* Data section
-------------------------

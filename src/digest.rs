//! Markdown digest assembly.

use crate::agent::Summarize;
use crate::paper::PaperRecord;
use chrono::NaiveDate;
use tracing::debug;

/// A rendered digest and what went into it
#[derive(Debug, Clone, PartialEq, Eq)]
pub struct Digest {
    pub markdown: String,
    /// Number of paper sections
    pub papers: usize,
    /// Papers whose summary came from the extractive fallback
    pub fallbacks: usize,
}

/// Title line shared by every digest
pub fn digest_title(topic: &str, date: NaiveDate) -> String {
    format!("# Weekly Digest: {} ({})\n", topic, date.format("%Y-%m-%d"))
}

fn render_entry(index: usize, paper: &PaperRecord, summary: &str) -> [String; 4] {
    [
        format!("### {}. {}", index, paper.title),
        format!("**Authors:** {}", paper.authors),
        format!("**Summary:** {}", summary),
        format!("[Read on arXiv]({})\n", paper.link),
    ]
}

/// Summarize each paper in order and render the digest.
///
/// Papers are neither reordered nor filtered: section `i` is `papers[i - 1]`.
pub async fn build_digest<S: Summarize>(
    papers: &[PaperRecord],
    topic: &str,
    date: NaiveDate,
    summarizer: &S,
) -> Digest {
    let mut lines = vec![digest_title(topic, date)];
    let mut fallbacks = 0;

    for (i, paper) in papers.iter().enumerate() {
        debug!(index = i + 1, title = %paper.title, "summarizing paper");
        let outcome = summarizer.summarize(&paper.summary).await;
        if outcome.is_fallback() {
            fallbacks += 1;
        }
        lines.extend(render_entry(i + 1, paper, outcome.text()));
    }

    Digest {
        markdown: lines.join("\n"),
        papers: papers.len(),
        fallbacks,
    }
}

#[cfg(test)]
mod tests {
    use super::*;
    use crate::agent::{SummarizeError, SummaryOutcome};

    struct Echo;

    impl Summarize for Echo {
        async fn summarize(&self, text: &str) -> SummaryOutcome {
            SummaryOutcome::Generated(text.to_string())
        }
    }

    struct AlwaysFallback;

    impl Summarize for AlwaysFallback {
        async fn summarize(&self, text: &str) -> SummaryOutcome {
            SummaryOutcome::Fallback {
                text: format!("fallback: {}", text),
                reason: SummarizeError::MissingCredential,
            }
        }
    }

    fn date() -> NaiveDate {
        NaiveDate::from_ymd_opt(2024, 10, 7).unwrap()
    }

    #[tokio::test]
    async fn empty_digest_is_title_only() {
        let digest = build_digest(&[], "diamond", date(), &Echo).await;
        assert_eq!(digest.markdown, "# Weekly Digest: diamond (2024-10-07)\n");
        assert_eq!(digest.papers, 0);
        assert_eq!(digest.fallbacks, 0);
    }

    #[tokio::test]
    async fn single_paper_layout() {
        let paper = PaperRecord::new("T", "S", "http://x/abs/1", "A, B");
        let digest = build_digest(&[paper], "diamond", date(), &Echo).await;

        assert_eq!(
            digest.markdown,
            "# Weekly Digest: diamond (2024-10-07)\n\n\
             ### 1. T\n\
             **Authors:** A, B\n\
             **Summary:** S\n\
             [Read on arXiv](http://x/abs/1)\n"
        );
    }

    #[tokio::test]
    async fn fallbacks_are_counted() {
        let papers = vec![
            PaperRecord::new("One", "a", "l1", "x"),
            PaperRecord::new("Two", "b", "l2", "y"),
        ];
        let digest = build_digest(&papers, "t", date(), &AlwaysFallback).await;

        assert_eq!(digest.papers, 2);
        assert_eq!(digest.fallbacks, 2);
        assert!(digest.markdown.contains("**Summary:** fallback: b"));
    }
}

-------------------------

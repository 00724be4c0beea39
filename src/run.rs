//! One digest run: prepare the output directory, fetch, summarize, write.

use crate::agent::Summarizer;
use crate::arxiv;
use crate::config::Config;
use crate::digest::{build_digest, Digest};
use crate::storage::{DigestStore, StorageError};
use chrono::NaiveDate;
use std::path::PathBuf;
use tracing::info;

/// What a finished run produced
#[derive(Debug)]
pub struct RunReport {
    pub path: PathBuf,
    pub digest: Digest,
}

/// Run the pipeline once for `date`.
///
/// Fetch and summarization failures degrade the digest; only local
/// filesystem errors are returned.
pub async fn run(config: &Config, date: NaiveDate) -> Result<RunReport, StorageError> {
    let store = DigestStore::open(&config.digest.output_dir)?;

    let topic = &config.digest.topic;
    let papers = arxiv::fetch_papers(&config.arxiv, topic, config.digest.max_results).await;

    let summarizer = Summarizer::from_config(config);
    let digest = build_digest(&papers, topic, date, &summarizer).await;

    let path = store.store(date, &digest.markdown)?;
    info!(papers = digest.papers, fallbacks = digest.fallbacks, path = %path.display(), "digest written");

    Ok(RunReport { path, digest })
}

-------------------------

* Goal of the exercise
Say how many lines above contain "NaiveDate", and give no words besides the number.

* Your response
7